*TASK DIRECTIONS*
Filter the records, keeping every line that has the string "enabled".

*SUPPLIED RECORDS*

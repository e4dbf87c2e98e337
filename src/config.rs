use std::path::PathBuf;
use std::time::Duration;

use clap::Parser;
use thiserror::Error;

#[derive(Debug, Error)]
pub enum ConfigError {
    #[error("{0}")]
    Invalid(String),
}

/// Runtime configuration. Every flag falls back to an `FTC_*` environment
/// variable so the bot deploys cleanly as a container with env-only config.
#[derive(Debug, Clone, Parser)]
#[command(name = "flaky-test-cleaner", about = "Autonomous triage and remediation bot for flaky CI tests")]
pub struct Config {
    /// GitHub repository owner (source for Actions logs).
    #[arg(long, env = "FTC_GITHUB_OWNER", default_value = "")]
    pub owner: String,

    /// GitHub repository name (source for Actions logs).
    #[arg(long, env = "FTC_GITHUB_REPO", default_value = "")]
    pub repo: String,

    /// Repository owner to write issues/PRs to (defaults to the source owner).
    #[arg(long, env = "FTC_GITHUB_WRITE_OWNER", default_value = "")]
    pub write_owner: String,

    /// Repository name to write issues/PRs to (defaults to the source repo).
    #[arg(long, env = "FTC_GITHUB_WRITE_REPO", default_value = "")]
    pub write_repo: String,

    /// Base branch used when filtering runs and opening PRs.
    #[arg(long, env = "FTC_BASE_BRANCH", default_value = "master")]
    pub base_branch: String,

    /// GitHub API base URL (overridden in tests).
    #[arg(long, env = "FTC_GITHUB_API_BASE_URL", default_value = "https://api.github.com")]
    pub github_api_base_url: String,

    /// Token used for read operations (runs, jobs, logs).
    #[arg(long, env = "FTC_GITHUB_READ_TOKEN", default_value = "", hide_env_values = true)]
    pub github_read_token: String,

    /// Token used for write operations (issues, comments, PRs).
    #[arg(long, env = "FTC_GITHUB_ISSUE_TOKEN", default_value = "", hide_env_values = true)]
    pub github_issue_token: String,

    /// Workflow name to scan for failed runs.
    #[arg(long = "workflow", env = "FTC_WORKFLOW_NAME", default_value = "PD Test")]
    pub workflow_name: String,

    /// Max failed runs to scan per discovery cycle.
    #[arg(long, env = "FTC_MAX_RUNS", default_value_t = 20)]
    pub max_runs: u32,

    /// Max jobs per run to scan.
    #[arg(long, env = "FTC_MAX_JOBS", default_value_t = 50)]
    pub max_jobs: u32,

    /// Do not write to GitHub; still reads, classifies, and updates the store.
    #[arg(
        long,
        env = "FTC_DRY_RUN",
        default_value_t = true,
        action = clap::ArgAction::Set,
        num_args = 0..=1,
        default_missing_value = "true"
    )]
    pub dry_run: bool,

    /// Classifier threshold below which flaky matches are demoted.
    #[arg(long, env = "FTC_CONFIDENCE_THRESHOLD", default_value_t = 0.75)]
    pub confidence_threshold: f64,

    /// Postgres URL for the durable state store; empty keeps the in-memory store.
    #[arg(long, env = "FTC_DATABASE_URL", default_value = "", hide_env_values = true)]
    pub database_url: String,

    /// Git remote the workspace manager mirrors; empty derives it from the
    /// write repository.
    #[arg(long, env = "FTC_WORKSPACE_REMOTE_URL", default_value = "")]
    pub workspace_remote_url: String,

    /// Path to the bare mirror maintained by the workspace manager.
    #[arg(long = "workspace-mirror", env = "FTC_WORKSPACE_MIRROR", default_value = "cache/target-repo.git")]
    pub workspace_mirror_dir: PathBuf,

    /// Directory holding leased worktrees.
    #[arg(long = "workspace-dir", env = "FTC_WORKSPACE_WORKTREES", default_value = "worktrees")]
    pub workspace_worktrees_dir: PathBuf,

    /// Maximum concurrent worktree leases.
    #[arg(long = "workspace-max", env = "FTC_WORKSPACE_MAX", default_value_t = 2)]
    pub workspace_max_worktrees: usize,

    /// Per-request HTTP timeout in seconds.
    #[arg(long, env = "FTC_REQUEST_TIMEOUT_SECS", default_value_t = 30)]
    pub request_timeout_secs: u64,

    /// Run each enabled cycle once and exit.
    #[arg(long = "once", env = "FTC_RUN_ONCE", default_value_t = false)]
    pub run_once: bool,

    /// Seconds between discovery cycles; 0 disables discovery.
    #[arg(long, env = "FTC_DISCOVERY_INTERVAL_SECS", default_value_t = 72 * 60 * 60)]
    pub discovery_interval_secs: u64,

    /// Seconds between interaction cycles; 0 disables interaction.
    #[arg(long, env = "FTC_INTERACTION_INTERVAL_SECS", default_value_t = 10 * 60)]
    pub interaction_interval_secs: u64,

    /// Identifier of the optional external analysis model; empty keeps the
    /// deterministic renderer.
    #[arg(long, env = "FTC_ANALYSIS_MODEL", default_value = "")]
    pub analysis_model: String,

    /// Per-request timeout for the analysis model in seconds.
    #[arg(long, env = "FTC_ANALYSIS_MODEL_TIMEOUT_SECS", default_value_t = 60)]
    pub analysis_model_timeout_secs: u64,

    /// Log level passed to the analysis model backend.
    #[arg(long, env = "FTC_ANALYSIS_MODEL_LOG_LEVEL", default_value = "error")]
    pub analysis_model_log_level: String,
}

impl Config {
    /// Normalizes derived fields and rejects unusable combinations. A failure
    /// here exits the process with code 2.
    pub fn validate(&mut self) -> Result<(), ConfigError> {
        if self.owner.is_empty() || self.repo.is_empty() {
            return Err(ConfigError::Invalid("owner/repo must be set".into()));
        }
        if self.write_owner.is_empty() {
            self.write_owner = self.owner.clone();
        }
        if self.write_repo.is_empty() {
            self.write_repo = self.repo.clone();
        }
        if self.github_read_token.is_empty() {
            return Err(ConfigError::Invalid("FTC_GITHUB_READ_TOKEN is required".into()));
        }
        if !self.dry_run && self.github_issue_token.is_empty() {
            return Err(ConfigError::Invalid(
                "FTC_GITHUB_ISSUE_TOKEN is required unless --dry-run".into(),
            ));
        }
        if self.discovery_interval_secs == 0 && self.interaction_interval_secs == 0 {
            return Err(ConfigError::Invalid(
                "at least one of discovery/interaction must be enabled (set an interval or use --once)"
                    .into(),
            ));
        }
        Ok(())
    }

    pub fn request_timeout(&self) -> Duration {
        Duration::from_secs(self.request_timeout_secs)
    }

    pub fn discovery_interval(&self) -> Option<Duration> {
        (self.discovery_interval_secs > 0).then(|| Duration::from_secs(self.discovery_interval_secs))
    }

    pub fn interaction_interval(&self) -> Option<Duration> {
        (self.interaction_interval_secs > 0)
            .then(|| Duration::from_secs(self.interaction_interval_secs))
    }

    pub fn source_repo(&self) -> String {
        format!("{}/{}", self.owner, self.repo)
    }

    pub fn repo_remote_url(&self) -> String {
        format!("https://github.com/{}/{}.git", self.owner, self.repo)
    }

    pub fn write_repo_remote_url(&self) -> String {
        format!("https://github.com/{}/{}.git", self.write_owner, self.write_repo)
    }

    pub fn workspace_remote(&self) -> String {
        if self.workspace_remote_url.is_empty() {
            self.write_repo_remote_url()
        } else {
            self.workspace_remote_url.clone()
        }
    }

    /// Baseline configuration for tests; mirrors the clap defaults without
    /// touching the process environment.
    pub fn for_tests() -> Self {
        let mut cfg = Config::parse_from(["flaky-test-cleaner"]);
        cfg.owner = "test-owner".into();
        cfg.repo = "test-repo".into();
        cfg.write_owner = "test-owner".into();
        cfg.write_repo = "test-repo".into();
        cfg.github_read_token = "read-token".into();
        cfg.github_issue_token = "issue-token".into();
        cfg.base_branch = "main".into();
        cfg
    }
}

#[cfg(test)]
mod tests {
    use super::*;

    fn base() -> Config {
        let mut cfg = Config::parse_from(["flaky-test-cleaner"]);
        cfg.owner = "o".into();
        cfg.repo = "r".into();
        cfg.github_read_token = "t".into();
        cfg
    }

    #[test]
    fn defaults_are_sane() {
        let cfg = Config::parse_from(["flaky-test-cleaner"]);
        assert!(cfg.dry_run);
        assert_eq!(cfg.max_runs, 20);
        assert_eq!(cfg.max_jobs, 50);
        assert_eq!(cfg.discovery_interval_secs, 72 * 60 * 60);
        assert_eq!(cfg.interaction_interval_secs, 600);
        assert_eq!(cfg.github_api_base_url, "https://api.github.com");
    }

    #[test]
    fn validation_requires_owner_repo_and_token() {
        let mut cfg = Config::parse_from(["flaky-test-cleaner"]);
        assert!(cfg.validate().is_err());
        cfg.owner = "o".into();
        cfg.repo = "r".into();
        assert!(cfg.validate().is_err(), "read token still missing");
        cfg.github_read_token = "t".into();
        assert!(cfg.validate().is_ok());
    }

    #[test]
    fn write_repo_defaults_to_source() {
        let mut cfg = base();
        cfg.validate().unwrap();
        assert_eq!(cfg.write_owner, "o");
        assert_eq!(cfg.write_repo, "r");
        assert_eq!(cfg.write_repo_remote_url(), "https://github.com/o/r.git");
    }

    #[test]
    fn live_mode_requires_issue_token() {
        let mut cfg = base();
        cfg.dry_run = false;
        assert!(cfg.validate().is_err());
        cfg.github_issue_token = "w".into();
        assert!(cfg.validate().is_ok());
    }

    #[test]
    fn both_loops_disabled_is_rejected() {
        let mut cfg = base();
        cfg.discovery_interval_secs = 0;
        cfg.interaction_interval_secs = 0;
        assert!(cfg.validate().is_err());
        cfg.interaction_interval_secs = 60;
        assert!(cfg.validate().is_ok());
        assert!(cfg.discovery_interval().is_none());
        assert_eq!(cfg.interaction_interval(), Some(Duration::from_secs(60)));
    }

    #[test]
    fn flags_override_defaults() {
        let cfg = Config::parse_from([
            "flaky-test-cleaner",
            "--owner",
            "tikv",
            "--repo",
            "pd",
            "--workflow",
            "PD Test",
            "--max-runs",
            "7",
            "--once",
        ]);
        assert_eq!(cfg.owner, "tikv");
        assert_eq!(cfg.workflow_name, "PD Test");
        assert_eq!(cfg.max_runs, 7);
        assert!(cfg.run_once);
    }
}
use std::time::Duration;

use anyhow::{Context as _, Result};
use tokio::time::{interval, Interval, MissedTickBehavior};
use tracing::{error, info};

use crate::config::Config;
use crate::service::Service;

/// Upper bound for a single discovery or interaction cycle.
const CYCLE_TIMEOUT: Duration = Duration::from_secs(30 * 60);

/// Drives the two periodic cycles. Each enabled cycle runs once immediately,
/// then on its ticker; in `--once` mode each enabled cycle runs exactly once
/// and the function returns. Cycle failures in daemon mode are logged and the
/// loop continues on the next tick.
pub async fn run(cfg: &Config, service: &Service) -> Result<()> {
    if cfg.run_once {
        if cfg.discovery_interval().is_some() {
            run_discovery(service).await?;
        }
        if cfg.interaction_interval().is_some() {
            run_interaction(service).await?;
        }
        return Ok(());
    }

    let mut discovery_ticker = cfg.discovery_interval().map(new_ticker);
    let mut interaction_ticker = cfg.interaction_interval().map(new_ticker);

    loop {
        // A disabled ticker never fires; its branch stays pending forever.
        tokio::select! {
            _ = tick(&mut discovery_ticker) => {
                if let Err(err) = run_discovery(service).await {
                    error!("discovery cycle failed: {err:#}");
                }
            }
            _ = tick(&mut interaction_ticker) => {
                if let Err(err) = run_interaction(service).await {
                    error!("interaction cycle failed: {err:#}");
                }
            }
        }
    }
}

fn new_ticker(period: Duration) -> Interval {
    // The first tick fires immediately, giving the run-on-startup behavior.
    let mut ticker = interval(period);
    ticker.set_missed_tick_behavior(MissedTickBehavior::Delay);
    ticker
}

async fn tick(ticker: &mut Option<Interval>) {
    match ticker {
        Some(ticker) => {
            ticker.tick().await;
        }
        None => std::future::pending().await,
    }
}

async fn run_discovery(service: &Service) -> Result<()> {
    info!("discovery cycle starting");
    tokio::time::timeout(CYCLE_TIMEOUT, service.discovery_once())
        .await
        .context("discovery cycle timed out")??;
    info!("discovery cycle finished");
    Ok(())
}

async fn run_interaction(service: &Service) -> Result<()> {
    info!("interaction cycle starting");
    tokio::time::timeout(CYCLE_TIMEOUT, service.interaction_once())
        .await
        .context("interaction cycle timed out")??;
    info!("interaction cycle finished");
    Ok(())
}
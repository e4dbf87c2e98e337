use chrono::{DateTime, Utc};
use once_cell::sync::Lazy;
use regex::Regex;
use std::collections::HashSet;

use crate::domain::Occurrence;

/// Metadata for one CI job plus its raw log text.
#[derive(Debug, Clone, Default)]
pub struct ExtractInput {
    pub repo: String,
    pub workflow: String,
    pub run_id: i64,
    pub run_url: String,
    pub head_sha: String,
    pub job_id: i64,
    pub job_name: String,
    pub runner_os: String,
    pub occurred_at: DateTime<Utc>,
    pub raw_log_text: String,
}

#[derive(Debug, Clone, Copy, PartialEq, Eq)]
enum MarkerKind {
    GoTestFail,
    GinkgoFail,
    Panic,
    Race,
    Timeout,
}

impl MarkerKind {
    /// Lines of context kept before/after the marker, tuned per kind: a
    /// panic's interesting content is the stack below it, a test failure's
    /// is the run-up above it.
    fn window(self) -> (usize, usize) {
        match self {
            MarkerKind::Panic | MarkerKind::Timeout => (40, 159),
            MarkerKind::Race => (60, 139),
            MarkerKind::GoTestFail | MarkerKind::GinkgoFail => (159, 40),
        }
    }

    fn carries_test_name(self) -> bool {
        matches!(self, MarkerKind::GoTestFail | MarkerKind::GinkgoFail)
    }

    fn framework(self) -> &'static str {
        match self {
            MarkerKind::GinkgoFail => "ginkgo",
            _ => "go-test",
        }
    }
}

const EXCERPT_CAP: usize = 200;
const NAME_LOOKBACK: usize = 200;
const DETAIL_LOOKAHEAD: usize = 20;

/// Narrow whitelist: plain "timeout" would match config noise such as
/// `election-timeout`.
const TIMEOUT_PHRASES: &[&str] = &[
    "test timed out after",
    "context deadline exceeded",
    "deadline exceeded",
    "panic: test timed out after",
];

static RE_TS_PREFIX: Lazy<Regex> =
    Lazy::new(|| Regex::new(r"^\d{4}-\d{2}-\d{2}T\d{2}:\d{2}:\d{2}(?:\.\d+)?Z\s?").unwrap());
static RE_GO_FILE_LINE: Lazy<Regex> = Lazy::new(|| Regex::new(r"\S+\.go:\d+").unwrap());

/// Parses a single job's raw log text into deduplicated failure occurrences.
/// Never emits an occurrence with an empty test name.
#[derive(Debug, Clone, Default)]
pub struct LogExtractor;

impl LogExtractor {
    pub fn new() -> Self {
        LogExtractor
    }

    pub fn extract(&self, input: &ExtractInput) -> Vec<Occurrence> {
        let lines: Vec<&str> = input.raw_log_text.split('\n').collect();
        let mut out = Vec::new();
        let mut seen = HashSet::new();

        for (idx, raw_line) in lines.iter().enumerate() {
            let line = strip_ts_prefix(raw_line);
            let Some(kind) = detect_marker(line) else {
                continue;
            };
            let test_name = if kind.carries_test_name() {
                marker_test_name(kind, line.trim())
            } else {
                infer_test_name(&lines, idx)
            };
            let Some(test_name) = test_name else {
                continue;
            };
            if test_name.is_empty() {
                continue;
            }

            let signature = build_signature(kind, &lines, idx);
            if !seen.insert((test_name.clone(), signature.clone())) {
                continue;
            }

            let (start, end) = excerpt_window(kind, &lines, idx);
            let excerpt = lines[start..=end].join("\n");

            out.push(Occurrence {
                repo: input.repo.clone(),
                workflow: input.workflow.clone(),
                run_id: input.run_id,
                run_url: input.run_url.clone(),
                head_sha: input.head_sha.clone(),
                job_id: input.job_id,
                job_name: input.job_name.clone(),
                runner_os: input.runner_os.clone(),
                occurred_at: input.occurred_at,
                framework: kind.framework().to_string(),
                test_name,
                error_signature: signature,
                excerpt,
                fingerprint: String::new(),
            });
        }

        drop_parent_tests(out)
    }
}

fn strip_ts_prefix(line: &str) -> &str {
    match RE_TS_PREFIX.find(line) {
        Some(m) => &line[m.end()..],
        None => line,
    }
}

fn detect_marker(line: &str) -> Option<MarkerKind> {
    let trimmed = line.trim_start();
    if trimmed.starts_with("--- FAIL: ") {
        return Some(MarkerKind::GoTestFail);
    }
    if trimmed.starts_with("[FAIL]") {
        return Some(MarkerKind::GinkgoFail);
    }
    if trimmed.starts_with("panic:") {
        return Some(MarkerKind::Panic);
    }
    if line.contains("DATA RACE") {
        return Some(MarkerKind::Race);
    }
    let lower = line.to_lowercase();
    if TIMEOUT_PHRASES.iter().any(|p| lower.contains(p)) {
        return Some(MarkerKind::Timeout);
    }
    None
}

fn marker_test_name(kind: MarkerKind, trimmed: &str) -> Option<String> {
    match kind {
        MarkerKind::GoTestFail => trimmed
            .strip_prefix("--- FAIL: ")
            .and_then(|rest| rest.split_whitespace().next())
            .map(str::to_string),
        MarkerKind::GinkgoFail => {
            let rest = trimmed.strip_prefix("[FAIL]")?;
            let tokens: Vec<&str> = rest.split_whitespace().collect();
            if tokens.is_empty() {
                return None;
            }
            tokens
                .iter()
                .find(|t| t.starts_with("Test"))
                .or(tokens.last())
                .map(|t| t.to_string())
        }
        _ => None,
    }
}

/// Walks backward from a nameless marker (panic, race, timeout) to the most
/// recent line that identifies the running test.
fn infer_test_name(lines: &[&str], idx: usize) -> Option<String> {
    let floor = idx.saturating_sub(NAME_LOOKBACK);
    for i in (floor..idx).rev() {
        let line = strip_ts_prefix(lines[i]);
        let trimmed = line.trim_start();
        if trimmed.starts_with("--- FAIL: ") {
            if let Some(name) = marker_test_name(MarkerKind::GoTestFail, trimmed) {
                return Some(name);
            }
        }
        if trimmed.starts_with("=== RUN") {
            if let Some(name) = trimmed
                .strip_prefix("=== RUN")
                .and_then(|rest| rest.split_whitespace().next())
            {
                return Some(name.to_string());
            }
        }
        if trimmed.starts_with("[FAIL]") {
            if let Some(name) = marker_test_name(MarkerKind::GinkgoFail, trimmed) {
                return Some(name);
            }
        }
    }
    None
}

/// Computes the excerpt line range for a marker: the kind-specific window,
/// clamped to an enclosing `##[group]` block, then rescaled around the
/// marker if it would exceed the cap.
fn excerpt_window(kind: MarkerKind, lines: &[&str], idx: usize) -> (usize, usize) {
    let (before, after) = kind.window();
    let mut start = idx.saturating_sub(before);
    let mut end = (idx + after).min(lines.len() - 1);

    if let Some((group_start, group_end)) = enclosing_group(lines, idx) {
        start = start.max(group_start + 1);
        end = end.min(group_end.saturating_sub(1)).max(idx);
    }

    if end - start + 1 > EXCERPT_CAP {
        let before_avail = idx - start;
        let after_avail = end - idx;
        let budget = EXCERPT_CAP - 1;
        let scaled_before = before_avail * budget / (before_avail + after_avail);
        let scaled_after = budget - scaled_before;
        start = idx - scaled_before.min(before_avail);
        end = (idx + scaled_after).min(end);
    }
    (start, end)
}

fn enclosing_group(lines: &[&str], idx: usize) -> Option<(usize, usize)> {
    let mut group_start = None;
    for i in (0..idx).rev() {
        let trimmed = strip_ts_prefix(lines[i]).trim_start();
        if trimmed.starts_with("##[endgroup]") {
            return None;
        }
        if trimmed.starts_with("##[group]") {
            group_start = Some(i);
            break;
        }
    }
    let group_start = group_start?;
    for (offset, raw) in lines[idx + 1..].iter().enumerate() {
        let trimmed = strip_ts_prefix(raw).trim_start();
        if trimmed.starts_with("##[endgroup]") {
            return Some((group_start, idx + 1 + offset));
        }
        if trimmed.starts_with("##[group]") {
            break;
        }
    }
    None
}

/// First-line diagnostic plus one supporting line. For fail markers the
/// "detail" line below the marker (the assertion message) leads; for panics,
/// races and timeouts the marker line itself leads.
fn build_signature(kind: MarkerKind, lines: &[&str], idx: usize) -> String {
    let marker = strip_ts_prefix(lines[idx]).trim();
    match kind {
        MarkerKind::GoTestFail | MarkerKind::GinkgoFail => {
            let ceiling = (idx + DETAIL_LOOKAHEAD).min(lines.len() - 1);
            for raw in &lines[idx + 1..=ceiling] {
                let line = strip_ts_prefix(raw);
                if line.starts_with("    ") || RE_GO_FILE_LINE.is_match(line) {
                    return format!("{}\n{}", line.trim(), marker);
                }
            }
            marker.to_string()
        }
        _ => match lines.get(idx + 1) {
            Some(next) => format!("{}\n{}", marker, strip_ts_prefix(next).trim()),
            None => marker.to_string(),
        },
    }
}

/// Go subtests report both the parent and the leaf; only leaves are
/// actionable. Removes every occurrence whose test name is a proper
/// path-prefix of another emitted name.
fn drop_parent_tests(occurrences: Vec<Occurrence>) -> Vec<Occurrence> {
    let mut parents: HashSet<String> = HashSet::new();
    for occ in &occurrences {
        if !occ.test_name.contains('/') {
            continue;
        }
        let segments: Vec<&str> = occ.test_name.split('/').collect();
        for cut in 1..segments.len() {
            parents.insert(segments[..cut].join("/"));
        }
    }
    occurrences
        .into_iter()
        .filter(|occ| !parents.contains(&occ.test_name))
        .collect()
}
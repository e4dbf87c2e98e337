use once_cell::sync::Lazy;
use regex::Regex;
use sha2::{Digest, Sha256};

/// Version tag stored alongside every fingerprint so the hashing scheme can
/// evolve without orphaning old records.
pub const VERSION_V1: &str = "v1";

#[derive(Debug, Clone, Copy)]
pub struct V1Input<'a> {
    pub repo: &'a str,
    pub framework: &'a str,
    pub test_name: &'a str,
    pub error_sig_norm: &'a str,
    pub platform: &'a str,
}

/// Stable 256-bit identity for a class of failures. The field order in the
/// hashed preimage is load-bearing: changing it re-fingerprints every stored
/// failure.
pub fn v1(input: V1Input<'_>) -> String {
    let preimage = format!(
        "{}|{}|{}|{}|{}",
        input.repo, input.test_name, input.error_sig_norm, input.framework, input.platform
    );
    hex::encode(Sha256::digest(preimage.as_bytes()))
}

static RE_HEX_LITERAL: Lazy<Regex> = Lazy::new(|| Regex::new(r"0x[0-9a-fA-F]+").unwrap());
static RE_LINE_SUFFIX: Lazy<Regex> = Lazy::new(|| Regex::new(r":\d+").unwrap());
static RE_DURATION: Lazy<Regex> = Lazy::new(|| Regex::new(r"\b\d+(?:\.\d+)?(ms|s|m|h)\b").unwrap());
static RE_LONG_INT: Lazy<Regex> = Lazy::new(|| Regex::new(r"\b\d{4,}\b").unwrap());
static RE_HEX_RUN: Lazy<Regex> = Lazy::new(|| Regex::new(r"\b[0-9a-f]{7,40}\b").unwrap());
static RE_SPACE: Lazy<Regex> = Lazy::new(|| Regex::new(r"\s+").unwrap());

/// Replaces volatile details (addresses, line numbers, durations, ids,
/// commit hashes) with a placeholder so noisy variants of the same failure
/// hash to the same fingerprint. Idempotent.
pub fn normalize_error_signature(s: &str) -> String {
    if s.is_empty() {
        return String::new();
    }
    let mut out = s.replace('\r', "");
    out = out.trim().to_string();
    for re in [
        &*RE_HEX_LITERAL,
        &*RE_LINE_SUFFIX,
        &*RE_DURATION,
        &*RE_LONG_INT,
        &*RE_HEX_RUN,
    ] {
        out = re.replace_all(&out, "X").into_owned();
    }
    out = RE_SPACE.replace_all(&out, " ").into_owned();
    out.trim().to_string()
}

*WRITTEN RESPONSE*
    /// Run each enabled cycle once and exit.
                "at least one of discovery/interaction must be enabled (set an interval or use --once)"
/// Drives the two periodic cycles. Each enabled cycle runs once immediately,
/// then on its ticker; in `--once` mode each enabled cycle runs exactly once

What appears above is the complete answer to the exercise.